### EXERCISE BRIEF
Once the lines below holding the string "Debug" are counted, give that number alone.
══════════
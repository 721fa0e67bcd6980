use crate::Result;
use chrono::{DateTime, Utc};
use core::fmt::{Display, Formatter};
use ohno::{IntoAppError, bail};
use serde::{Deserialize, Serialize};
use url::Url;

/// A discovered repository, as persisted in the discovery log.
#[derive(Debug, Clone, PartialEq, Eq, Serialize, Deserialize)]
pub struct RepositoryHandle {
    /// `owner/name`, unique across the crawl
    #[serde(rename = "repo_name")]
    pub name: String,

    #[serde(rename = "repo_url")]
    pub url: Url,

    pub last_updated: DateTime<Utc>,
}

/// Loose form of a discovery log line; older logs may lack the URL or timestamp.
#[derive(Debug, Deserialize)]
struct LoggedHandle {
    repo_name: Option<String>,
    repo_url: Option<String>,
    last_updated: Option<String>,
}

impl RepositoryHandle {
    pub fn new(name: impl Into<String>, url: Url, last_updated: DateTime<Utc>) -> Result<Self> {
        let name = name.into();
        validate_name(&name)?;
        Ok(Self { name, url, last_updated })
    }

    /// Parse one discovery log line.
    ///
    /// A missing URL defaults to the repository's GitHub page and a missing or
    /// unreadable timestamp defaults to `now`.
    pub fn from_log_line(line: &str, now: DateTime<Utc>) -> Result<Self> {
        let logged: LoggedHandle = serde_json::from_str(line).into_app_err("parsing discovery log line")?;
        let name = logged.repo_name.into_app_err("discovery log line has no repo_name")?;

        let url = match logged.repo_url {
            Some(url) => Url::parse(&url).into_app_err_with(|| format!("invalid URL for '{name}'"))?,
            None => default_url(&name)?,
        };

        let last_updated = logged
            .last_updated
            .and_then(|s| DateTime::parse_from_rfc3339(&s).ok())
            .map_or(now, |t| t.with_timezone(&Utc));

        Self::new(name, url, last_updated)
    }

    pub fn to_log_line(&self) -> Result<String> {
        serde_json::to_string(self).into_app_err("serializing repository handle")
    }
}

impl Display for RepositoryHandle {
    fn fmt(&self, f: &mut Formatter<'_>) -> core::fmt::Result {
        f.write_str(&self.name)
    }
}

/// The public page of a GitHub repository, used when a log line carries no URL.
pub fn default_url(name: &str) -> Result<Url> {
    Url::parse(&format!("https://github.com/{name}")).into_app_err_with(|| format!("building URL for '{name}'"))
}

fn validate_name(name: &str) -> Result<()> {
    let mut parts = name.split('/');
    match (parts.next(), parts.next(), parts.next()) {
        (Some(owner), Some(repo), None) if !owner.is_empty() && !repo.is_empty() => Ok(()),
        _ => bail!("invalid repository name '{name}', expected 'owner/name'"),
    }
}

#[cfg(test)]
mod tests {
    use super::*;

    fn now() -> DateTime<Utc> {
        DateTime::from_timestamp(1_704_067_200, 0).unwrap()
    }

    #[test]
    fn test_round_trips_through_log_line() {
        let handle = RepositoryHandle::new(
            "psf/requests",
            Url::parse("https://github.com/psf/requests").unwrap(),
            DateTime::from_timestamp(1_600_000_000, 0).unwrap(),
        )
        .unwrap();

        let line = handle.to_log_line().unwrap();
        assert!(line.contains(r#""repo_name":"psf/requests""#));
        assert!(line.contains(r#""repo_url":"https://github.com/psf/requests""#));
        assert!(line.contains(r#""last_updated":"2020-09-13T12:26:40Z""#));

        assert_eq!(RepositoryHandle::from_log_line(&line, now()).unwrap(), handle);
    }

    #[test]
    fn test_missing_fields_take_defaults() {
        let handle = RepositoryHandle::from_log_line(r#"{"repo_name": "pallets/flask"}"#, now()).unwrap();
        assert_eq!(handle.url.as_str(), "https://github.com/pallets/flask");
        assert_eq!(handle.last_updated, now());
    }

    #[test]
    fn test_unreadable_timestamp_takes_default() {
        let handle =
            RepositoryHandle::from_log_line(r#"{"repo_name": "a/b", "last_updated": "yesterday"}"#, now()).unwrap();
        assert_eq!(handle.last_updated, now());
    }

    #[test]
    fn test_rejects_malformed_lines() {
        assert!(RepositoryHandle::from_log_line("not json", now()).is_err());
        assert!(RepositoryHandle::from_log_line(r#"{"repo_url": "https://github.com/a/b"}"#, now()).is_err());
        assert!(RepositoryHandle::from_log_line(r#"{"repo_name": "no-slash"}"#, now()).is_err());
        assert!(RepositoryHandle::from_log_line(r#"{"repo_name": "a/b", "repo_url": "::"}"#, now()).is_err());
    }

    #[test]
    fn test_validate_name() {
        validate_name("owner/repo").unwrap();
        assert!(validate_name("owner/").is_err());
        assert!(validate_name("/repo").is_err());
        assert!(validate_name("a/b/c").is_err());
        assert!(validate_name("").is_err());
    }
}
══════════
### TASK RESPONSE
2